Discover Suzanne Aubert

Published on 4th Oct, 2018

Catholics invited to follow in Suzanne Aubert’s footsteps

 

Sunday 7 October 2018 marks the third annual Celebration Day for Venerable Suzanne Aubert in all Catholic churches throughout New Zealand. On that day parishioners will be asked to participate in celebrating the ‘spirituality and good works’ of Suzanne Aubert and to pray a special Prayer of the Faithful at Sunday Mass. Parishes have also been asked to play a specially prepared five-minute video that introduces the idea of making a personal pilgrimage in New Zealand by retracing Suzanne’s own footsteps throughout Aotearoa New Zealand during the 66 years she lived in this country.

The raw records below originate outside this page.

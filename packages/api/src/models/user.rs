//! # User model
//!
//! Two representations of a registered student:
//!
//! ## [`User`]
//!
//! The complete row from the `users` table, loadable with [`sqlx::FromRow`]:
//!
//! - `id`: primary key (`UUID v4`).
//! - `username`: unique, stored normalised (trimmed, lowercase).
//! - `password_hash`: Argon2id PHC string.
//! - `created_at`: registration time.
//!
//! A user row is written once at registration and never mutated afterwards.
//!
//! ## [`UserInfo`]
//!
//! The authenticated identity. It omits the password hash, is what gets stored in
//! the session, and is passed explicitly to every note and file operation, whose
//! access checks compare `UserInfo::id` against the record's owner.

use chrono::{DateTime, Utc};
use serde::{Deserialize, Serialize};
use sqlx::FromRow;
use uuid::Uuid;

/// Full user record from the database.
#[derive(Debug, Clone, FromRow)]
pub struct User {
    pub id: Uuid,
    pub username: String,
    pub password_hash: String,
    pub created_at: DateTime<Utc>,
}

impl User {
    /// Project to the identity carried by the session.
    pub fn to_info(&self) -> UserInfo {
        UserInfo {
            id: self.id,
            username: self.username.clone(),
        }
    }
}

/// Authenticated user identity.
#[derive(Debug, Clone, Serialize, Deserialize, PartialEq, Eq)]
pub struct UserInfo {
    pub id: Uuid,
    pub username: String,
}

/// A user row about to be inserted.
#[derive(Debug, Clone)]
pub struct NewUser {
    pub username: String,
    pub password_hash: String,
}
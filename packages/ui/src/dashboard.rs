//! The dashboard: a user's notes, their files, and the upload form.

use api::dashboard::Dashboard;
use api::UserInfo;
use dioxus::prelude::*;

use crate::format_size;
use crate::layout::page;

const UPLOAD_JS: &str = include_str!("../assets/upload.js");
const PREVIEW_CHARS: usize = 140;

#[derive(Props, Clone, PartialEq)]
pub struct DashboardPageProps {
    pub user: UserInfo,
    pub dashboard: Dashboard,
    pub flash: Option<String>,
    /// Advertised to the upload script so oversized files fail fast.
    pub max_upload_bytes: u64,
}

fn preview(body: &str) -> String {
    let mut preview: String = body.chars().take(PREVIEW_CHARS).collect();
    if body.chars().nth(PREVIEW_CHARS).is_some() {
        preview.push('…');
    }
    preview
}

#[component]
pub fn DashboardPage(props: DashboardPageProps) -> Element {
    let DashboardPageProps {
        user,
        dashboard,
        flash,
        max_upload_bytes,
    } = props;
    let Dashboard { notes, files } = dashboard;

    let notes = if notes.is_empty() {
        rsx! { p { class: "muted", "No notes yet." } }
    } else {
        let rows = notes.into_iter().map(|note| {
            let id = note.id;
            let title = note.title;
            let preview = preview(&note.body);
            let updated = note.updated_at.format("%Y-%m-%d %H:%M UTC").to_string();
            rsx! {
                tr {
                    key: "{id}",
                    td {
                        a { href: "/notes/{id}/edit", "{title}" }
                        div { class: "muted", "{preview}" }
                    }
                    td { class: "muted", "{updated}" }
                    td {
                        form {
                            method: "post",
                            action: "/notes/{id}/delete",
                            button { class: "btn danger", r#type: "submit", "Delete" }
                        }
                    }
                }
            }
        });
        rsx! {
            table { tbody { {rows} } }
        }
    };

    let files = if files.is_empty() {
        rsx! { p { class: "muted", "No files uploaded." } }
    } else {
        let rows = files.into_iter().map(|file| {
            let id = file.id;
            let filename = file.filename;
            let size = format_size(file.size_bytes);
            let uploaded = file.uploaded_at.format("%Y-%m-%d %H:%M UTC").to_string();
            rsx! {
                tr {
                    key: "{id}",
                    td {
                        a { href: "/files/{id}/download", "{filename}" }
                    }
                    td { class: "muted", "{size}" }
                    td { class: "muted", "{uploaded}" }
                    td {
                        form {
                            method: "post",
                            action: "/files/{id}/delete",
                            button { class: "btn danger", r#type: "submit", "Delete" }
                        }
                    }
                }
            }
        });
        rsx! {
            table { tbody { {rows} } }
        }
    };

    page(
        "Dashboard",
        Some(&user),
        flash.as_deref(),
        rsx! {
            section {
                div {
                    class: "section-header",
                    h2 { "Notes" }
                    a { class: "btn", href: "/notes/new", "New note" }
                }
                {notes}
            }
            section {
                h2 { "Files" }
                {files}
                form {
                    id: "upload-form",
                    "data-max-bytes": "{max_upload_bytes}",
                    input { id: "upload-file", r#type: "file", name: "file" }
                    " "
                    button { id: "upload-button", class: "btn", r#type: "submit", "Upload" }
                    p { id: "upload-status", class: "muted" }
                }
                noscript { p { class: "muted", "Uploading requires JavaScript." } }
            }
            script { dangerous_inner_html: UPLOAD_JS }
        },
    )
}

Bishop Charles Drennan, the NZBC liaison Bishop for Suzanne Aubert’s Cause, says ‘there is a growing realisation of the great spiritual benefits and uplift of the soul when we go to a place where a saint or a person of great depth, lived and walked and shared the gift [of faith] that they had been given. Pilgrimage is something that can start today – we don’t need to wait for the formal process of beatification and canonisation to take its course.’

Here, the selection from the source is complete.